El presidente de la Fed de Minneapolis, Neel Kashkari, afirmó que reducir la inflación desde el 3,8% sigue siendo su máxima prioridad, advirtiendo que cinco años de precios elevados corren el riesgo de desanclar las expectativas si el banco central no actúa con decisión.
"Me estoy centrando intensamente en la inflación. El mercado laboral está en una situación aceptable en este momento, mientras que la inflación es simplemente demasiado alta", dijo Kashkari el jueves en la Conferencia del Banco de Japón-IMES en Tokio.
La inflación general se situó en el 3,8% en abril, más del doble del objetivo del 2% de la Fed, con el IPC subyacente en el 2,8%. La tasa de los fondos federales se ha mantenido entre el 5,25% y el 5,50% desde julio de 2023, tras 525 puntos básicos de subidas. Kashkari disintió de la decisión de la Fed en abril de mantener una guía dovish de que el próximo movimiento podría ser un recorte, abogando en cambio por un lenguaje neutral.
Cuanto más tiempo se mantenga elevada la inflación, mayor será el riesgo de que las expectativas se desanclen, dijo Kashkari, añadiendo que eso obligaría a la Fed a responder de forma aún más agresiva. Los mercados ahora descuentan una posible subida de tasas en octubre, mientras el conflicto en Irán eleva los precios de la energía, aunque Kashkari dijo que es "demasiado pronto" para predecir el momento del próximo movimiento.
Kashkari atribuyó el actual repunte inflacionario a los precios de la energía y los fertilizantes vinculados a la guerra en Irán, advirtiendo que la "onda expansiva inflacionaria" podría persistir incluso si se alcanza un rápido acuerdo de paz. Las cadenas de suministro tardarían meses en normalizarse, dijo, mientras que los países que reponen sus reservas de petróleo mantendrían una presión alcista sobre los precios.
El conflicto se suma a lo que Kashkari describió como cinco años de alta inflación a nivel mundial, alimentada por la pandemia, los aranceles, la guerra en Ucrania y ahora Oriente Medio. Dijo que el efecto acumulativo configura su disposición a "mirar más allá de lo que de otro modo debería ser un shock de oferta temporal".

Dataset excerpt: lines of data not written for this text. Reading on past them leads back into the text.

use crate::domain::error::PaymentError;
use axum::{
    Json,
    http::StatusCode,
    response::{IntoResponse, Response},
};

/// HTTP rendering of `PaymentError` for the non-webhook routes. IPN handlers
/// answer with provider acknowledgments instead.
pub struct ApiError(pub PaymentError);

impl From<PaymentError> for ApiError {
    fn from(err: PaymentError) -> Self {
        Self(err)
    }
}

fn internal() -> (StatusCode, &'static str, String) {
    (
        StatusCode::INTERNAL_SERVER_ERROR,
        "internal_error",
        "internal error".to_string(),
    )
}

impl IntoResponse for ApiError {
    fn into_response(self) -> Response {
        let (status, error_code, message) = match &self.0 {
            PaymentError::Validation(msg) => (
                StatusCode::UNPROCESSABLE_ENTITY,
                "validation_error",
                msg.clone(),
            ),
            PaymentError::InvalidSignature => (
                StatusCode::BAD_REQUEST,
                "invalid_signature",
                "invalid signature".to_string(),
            ),
            PaymentError::UnauthorizedSource(_) => (
                StatusCode::FORBIDDEN,
                "unauthorized_source",
                "source not allowed".to_string(),
            ),
            PaymentError::Unauthorized => (
                StatusCode::UNAUTHORIZED,
                "unauthorized",
                "admin credential required".to_string(),
            ),
            PaymentError::OrderNotFound(id) => (
                StatusCode::NOT_FOUND,
                "order_not_found",
                format!("order {id} not found"),
            ),
            PaymentError::OrderStateConflict { order_id, current } => (
                StatusCode::CONFLICT,
                "order_state_conflict",
                format!("order {order_id} is {current}"),
            ),
            PaymentError::AmountMismatch { .. } => (
                StatusCode::UNPROCESSABLE_ENTITY,
                "amount_mismatch",
                "amount does not match order".to_string(),
            ),
            PaymentError::ProviderTimeout(err) => {
                tracing::error!("provider timeout: {err}");
                (
                    StatusCode::GATEWAY_TIMEOUT,
                    "provider_timeout",
                    "payment provider did not respond".to_string(),
                )
            }
            PaymentError::Provider(err) => {
                tracing::error!("provider error: {err}");
                (
                    StatusCode::BAD_GATEWAY,
                    "provider_error",
                    "payment provider rejected the request".to_string(),
                )
            }
            PaymentError::Configuration(err) => {
                tracing::error!("configuration error: {err}");
                internal()
            }
            PaymentError::Database(err) => {
                tracing::error!("database error: {err}");
                internal()
            }
            PaymentError::Serialization(err) => {
                tracing::error!("serialization error: {err}");
                internal()
            }
        };

        let body = serde_json::json!({
            "error_code": error_code,
            "message": message,
        });

        (status, Json(body)).into_response()
    }
}
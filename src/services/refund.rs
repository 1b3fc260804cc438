use {
    crate::domain::{
        error::PaymentError,
        id::OrderId,
        order::{OrderStatus, TransitionMeta},
        payment::ReconcileOutcome,
        ports::{OrderStore, RefundGateway},
    },
    std::sync::Arc,
};

/// Refunds a PAID order through its provider, then applies PAID→REFUNDED with
/// the same conditional transition the callbacks use.
#[derive(Clone)]
pub struct Refunder {
    store: Arc<dyn OrderStore>,
    gateway: Arc<dyn RefundGateway>,
}

impl Refunder {
    pub fn new(store: Arc<dyn OrderStore>, gateway: Arc<dyn RefundGateway>) -> Self {
        Self { store, gateway }
    }

    /// Request id sent to the provider. Stable per order so a retried refund
    /// is recognized provider-side instead of paying out twice.
    pub fn request_id(order_id: &OrderId) -> String {
        format!("refund-{order_id}")
    }

    #[tracing::instrument(name = "refund", skip_all, fields(order_id = %order_id))]
    pub async fn refund(&self, order_id: &OrderId) -> Result<ReconcileOutcome, PaymentError> {
        let order = self
            .store
            .find_by_id(order_id)
            .await?
            .ok_or_else(|| PaymentError::OrderNotFound(order_id.to_string()))?;

        match order.status {
            OrderStatus::Refunded => {
                tracing::info!("order already refunded");
                return Ok(ReconcileOutcome::Duplicate(OrderStatus::Refunded));
            }
            OrderStatus::Paid => {}
            current => {
                return Err(PaymentError::OrderStateConflict {
                    order_id: order_id.to_string(),
                    current,
                });
            }
        }

        if order.trans_id.is_none() {
            return Err(PaymentError::Validation(format!(
                "order {order_id} is PAID without a provider transaction id"
            )));
        }

        let request_id = Self::request_id(order_id);
        let receipt = self.gateway.refund(&order, &request_id).await?;

        let meta = TransitionMeta {
            provider: order.provider,
            result_code: Some(receipt.result_code.clone()),
            reference: Some(receipt.refund_trans_id.to_string()),
            actor: "refund".to_string(),
            ..TransitionMeta::default()
        };
        let won = self
            .store
            .try_transition(order_id, OrderStatus::Paid, OrderStatus::Refunded, &meta)
            .await?;

        if won {
            tracing::info!(refund_trans_id = %receipt.refund_trans_id, "order refunded");
            return Ok(ReconcileOutcome::Applied(OrderStatus::Refunded));
        }

        let current = self
            .store
            .find_by_id(order_id)
            .await?
            .map(|o| o.status)
            .ok_or_else(|| PaymentError::OrderNotFound(order_id.to_string()))?;
        if current == OrderStatus::Refunded {
            return Ok(ReconcileOutcome::Duplicate(current));
        }
        tracing::error!(%current, "refund settled provider-side but order moved, manual review required");
        Err(PaymentError::OrderStateConflict {
            order_id: order_id.to_string(),
            current,
        })
    }
}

La trayectoria de las tasas depende de los datos, no del calendario
Kashkari dijo que la Fed debería mantener una guía neutral que indique que las tasas podrían moverse en cualquier dirección dependiendo de los datos entrantes. Desde su disenso en abril, señaló, "la mayoría de los datos han indicado que los riesgos inflacionarios son mayores, no menores".
Los swaps de índices nocturnos descuentan actualmente aproximadamente un 45% de probabilidad de una subida de un cuarto de punto para octubre, según datos de CME FedWatch. La última vez que la Fed subió las tasas fue en julio de 2023, cuando entregó un aumento de 25 puntos básicos al rango actual del 5,25% al 5,50%. Ese ciclo de ajuste, que comenzó en marzo de 2022, fue el más agresivo en cuatro décadas.
Preocupaciones fiscales se suman a la inquietud en el mercado de bonos
Más allá de la política monetaria, Kashkari señaló los riesgos de la trayectoria fiscal de EE. UU., describiendo la senda de la deuda a largo plazo como "insostenible". Si bien dijo que no hay señales claras de una crisis inminente impulsada por la deuda, advirtió que "los movimientos repentinos en los mercados financieros pueden ser desestabilizadores".
Los comentarios se producen mientras el rendimiento del bono del Tesoro a 10 años ha subido debido a las preocupaciones por la inflación persistente y el aumento de la oferta. Kashkari contrastó la posición de EE. UU. con la de Japón, señalando que Japón podría ser más seguro a pesar de su gran deuda porque la mayor parte se mantiene a nivel nacional.
Sobre el liderazgo de la Fed bajo el nuevo presidente Kevin Warsh, Kashkari dijo que espera que los miembros del comité voten según su propia lectura de la economía, y que las mejores ideas terminen persuadiendo al grupo.